* PROBLEM DETAILS *
Read through the records below and copy each line that uses the word "Papierfabriek".

[Records from a collection]
// SPDX-FileCopyrightText: 2026 ICT Eerbeek Contributors
// SPDX-License-Identifier: MIT OR Apache-2.0

//! End-to-end tests for the complete contact pipeline.
//!
//! Each test creates an isolated TestHarness with temp SQLite (or a mock
//! store) and drives the real router. Tests are independent and
//! order-insensitive.

use std::collections::HashSet;
use std::sync::Arc;

use axum::http::StatusCode;
use chrono::Utc;
use eerbeek_core::{Subject, SubmissionId, Urgency};
use eerbeek_test_utils::{MockChat, MockStorage, TestHarness};
use serde_json::json;

fn jan_jansen() -> serde_json::Value {
    json!({
        "naam": "Jan Jansen",
        "bedrijf": "",
        "email": "jan@example.nl",
        "telefoon": "",
        "onderwerp": "offerte",
        "bericht": "Graag een offerte voor een nieuw netwerk.",
        "privacy": true,
        "nieuwsbrief": false
    })
}

// ---- Contact submission scenarios ----

#[tokio::test]
async fn test_quote_request_is_accepted_and_stored() {
    let harness = TestHarness::new().await.unwrap();

    let before = Utc::now();
    let (status, body) = harness.submit_contact(&jan_jansen()).await.unwrap();
    let after = Utc::now();

    assert_eq!(status, StatusCode::OK);
    assert_eq!(
        body,
        json!({"success": true, "message": "Bericht succesvol verzonden!"})
    );
    assert_eq!(harness.contact_count().await.unwrap(), 1);

    let saved = harness
        .storage()
        .get_contact(SubmissionId(1))
        .await
        .unwrap()
        .unwrap();
    assert_eq!(saved.name, "Jan Jansen");
    assert_eq!(saved.email, "jan@example.nl");
    assert_eq!(saved.subject, Subject::QuoteRequest);
    assert_eq!(saved.urgency, Urgency::Normal);
    assert!(saved.company.is_none());
    assert!(saved.phone.is_none());
    assert!(saved.privacy_consent);
    assert!(!saved.newsletter_opt_in);
    // Stored timestamps have microsecond precision.
    let slack = chrono::Duration::milliseconds(1);
    assert!(saved.created_at >= before - slack && saved.created_at <= after + slack);
}

#[tokio::test]
async fn test_refused_consent_stores_nothing() {
    let harness = TestHarness::new().await.unwrap();
    let mut form = jan_jansen();
    form["privacy"] = json!(false);

    let (status, body) = harness.submit_contact(&form).await.unwrap();
    assert_eq!(status, StatusCode::BAD_REQUEST);
    assert_eq!(body["success"], false);
    assert_eq!(body["code"], "consent_required");
    assert_eq!(harness.contact_count().await.unwrap(), 0);
}

#[tokio::test]
async fn test_consent_checked_before_choice_validity() {
    let harness = TestHarness::new().await.unwrap();
    let mut form = jan_jansen();
    form["privacy"] = json!(false);
    form["onderwerp"] = json!("onbekend");
    form["urgentie"] = json!("morgen");

    let (status, body) = harness.submit_contact(&form).await.unwrap();
    assert_eq!(status, StatusCode::BAD_REQUEST);
    assert_eq!(body["code"], "consent_required");
}

#[tokio::test]
async fn test_missing_message_names_field() {
    let harness = TestHarness::new().await.unwrap();
    let mut form = jan_jansen();
    form.as_object_mut().unwrap().remove("bericht");

    let (status, body) = harness.submit_contact(&form).await.unwrap();
    assert_eq!(status, StatusCode::BAD_REQUEST);
    assert_eq!(body["field"], "bericht");
    assert!(body["error"].as_str().unwrap().contains("bericht"));
    assert_eq!(harness.contact_count().await.unwrap(), 0);
}

#[tokio::test]
async fn test_each_required_field_is_enforced() {
    let harness = TestHarness::new().await.unwrap();
    for key in ["naam", "email", "onderwerp", "bericht"] {
        let mut form = jan_jansen();
        form[key] = json!("   ");
        let (status, body) = harness.submit_contact(&form).await.unwrap();
        assert_eq!(status, StatusCode::BAD_REQUEST, "{key}");
        assert_eq!(body["code"], "missing_field", "{key}");
        assert_eq!(body["field"], key);
    }
    assert_eq!(harness.contact_count().await.unwrap(), 0);
}

#[tokio::test]
async fn test_storage_outage_returns_500_and_stores_nothing() {
    let mock = MockStorage::new();
    let harness = TestHarness::builder()
        .with_mock_storage(mock.clone())
        .build()
        .await
        .unwrap();
    mock.set_failing(true);

    let (status, body) = harness.submit_contact(&jan_jansen()).await.unwrap();
    assert_eq!(status, StatusCode::INTERNAL_SERVER_ERROR);
    assert_eq!(body["success"], false);
    assert_eq!(body["code"], "storage_failure");
    assert!(!body["error"].as_str().unwrap().contains("simulated"));

    mock.set_failing(false);
    assert!(mock.submissions().await.is_empty());
}

#[tokio::test]
async fn test_client_supplied_created_at_is_ignored() {
    let harness = TestHarness::new().await.unwrap();
    let mut form = jan_jansen();
    form["created_at"] = json!("1999-01-01T00:00:00Z");
    form["id"] = json!(42);

    let (status, _) = harness.submit_contact(&form).await.unwrap();
    assert_eq!(status, StatusCode::OK);

    let saved = harness
        .storage()
        .get_contact(SubmissionId(1))
        .await
        .unwrap()
        .unwrap();
    assert!(saved.created_at.timestamp() > 946_684_800);
    assert!(harness.storage().get_contact(SubmissionId(42)).await.unwrap().is_none());
}

#[tokio::test]
async fn test_dutch_choices_are_stored_canonically() {
    let harness = TestHarness::new().await.unwrap();
    let mut form = jan_jansen();
    form["onderwerp"] = json!("Netwerk-Security");
    form["urgentie"] = json!("spoed");
    form["bedrijf"] = json!("Papierfabriek Eerbeek");
    form["telefoon"] = json!("0313-123456");
    form["nieuwsbrief"] = json!(true);

    let (status, _) = harness.submit_contact(&form).await.unwrap();
    assert_eq!(status, StatusCode::OK);

    let saved = harness
        .storage()
        .get_contact(SubmissionId(1))
        .await
        .unwrap()
        .unwrap();
    assert_eq!(saved.subject, Subject::NetworkSecurity);
    assert_eq!(saved.urgency, Urgency::Urgent);
    assert_eq!(saved.company.as_deref(), Some("Papierfabriek Eerbeek"));
    assert_eq!(saved.phone.as_deref(), Some("0313-123456"));
    assert!(saved.newsletter_opt_in);
}

// ---- Concurrency ----

#[tokio::test(flavor = "multi_thread", worker_threads = 4)]
async fn test_concurrent_submissions_get_distinct_ids() {
    let harness = Arc::new(TestHarness::new().await.unwrap());
    let mut tasks = tokio::task::JoinSet::new();

    for i in 0..20 {
        let harness = harness.clone();
        tasks.spawn(async move {
            let mut form = jan_jansen();
            form["naam"] = json!(format!("Bezoeker {i}"));
            harness.submit_contact(&form).await.unwrap().0
        });
    }
    while let Some(status) = tasks.join_next().await {
        assert_eq!(status.unwrap(), StatusCode::OK);
    }

    assert_eq!(harness.contact_count().await.unwrap(), 20);
    let mut names = HashSet::new();
    for id in 1..=20 {
        let saved = harness
            .storage()
            .get_contact(SubmissionId(id))
            .await
            .unwrap()
            .unwrap();
        names.insert(saved.name);
    }
    assert_eq!(names.len(), 20);
}

// ---- Pages, health and chat ----

#[tokio::test]
async fn test_site_pages_are_served() {
    let harness = TestHarness::new().await.unwrap();
    for path in ["/", "/diensten", "/over-ons", "/contact", "/privacybeleid"] {
        let (status, body) = harness.get(path).await.unwrap();
        assert_eq!(status, StatusCode::OK, "{path}");
        assert!(body.contains("ICT Eerbeek"), "{path}");
    }
    let (status, _) = harness.get("/nergens").await.unwrap();
    assert_eq!(status, StatusCode::NOT_FOUND);
}

#[tokio::test]
async fn test_health_endpoint() {
    let harness = TestHarness::new().await.unwrap();
    let (status, body) = harness.get("/health").await.unwrap();
    assert_eq!(status, StatusCode::OK);
    let json: serde_json::Value = serde_json::from_str(&body).unwrap();
    assert_eq!(json["status"], "ok");
    assert_eq!(json["storage"], "healthy");
}

#[tokio::test]
async fn test_chat_relay_round_trip() {
    let chat = MockChat::with_replies(vec!["Wij bellen u terug.".to_string()]);
    let harness = TestHarness::builder()
        .with_chat(chat.clone())
        .build()
        .await
        .unwrap();

    let (status, body) = harness
        .post_json("/chat", &json!({"message": "Kunnen jullie mijn wifi repareren?"}))
        .await
        .unwrap();
    assert_eq!(status, StatusCode::OK);
    assert_eq!(body["reply"], "Wij bellen u terug.");
    assert_eq!(
        chat.prompts().await,
        vec!["Kunnen jullie mijn wifi repareren?".to_string()]
    );
}

#[tokio::test]
async fn test_chat_upstream_failure_is_502() {
    let harness = TestHarness::builder()
        .with_chat(MockChat::failing())
        .build()
        .await
        .unwrap();
    let (status, body) = harness
        .post_json("/chat", &json!({"message": "Hallo"}))
        .await
        .unwrap();
    assert_eq!(status, StatusCode::BAD_GATEWAY);
    assert!(body["error"].is_string());
}

#[tokio::test]
async fn test_chat_disabled_is_503() {
    let harness = TestHarness::new().await.unwrap();
    let (status, body) = harness
        .post_json("/chat", &json!({"message": "Hallo"}))
        .await
        .unwrap();
    assert_eq!(status, StatusCode::SERVICE_UNAVAILABLE);
    assert_eq!(body["error"], "chat is not available");
}

#[tokio::test]
async fn test_small_body_limit_rejects_large_forms() {
    let harness = TestHarness::builder()
        .with_max_body_bytes(256)
        .build()
        .await
        .unwrap();
    let mut form = jan_jansen();
    form["bericht"] = json!("a".repeat(1024));

    let (status, _) = harness.post_raw("/contact", form.to_string()).await.unwrap();
    assert_eq!(status, StatusCode::PAYLOAD_TOO_LARGE);
    assert_eq!(harness.contact_count().await.unwrap(), 0);
}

* TASK RESPONSE *
    form["bedrijf"] = json!("Papierfabriek Eerbeek");
    assert_eq!(saved.company.as_deref(), Some("Papierfabriek Eerbeek"));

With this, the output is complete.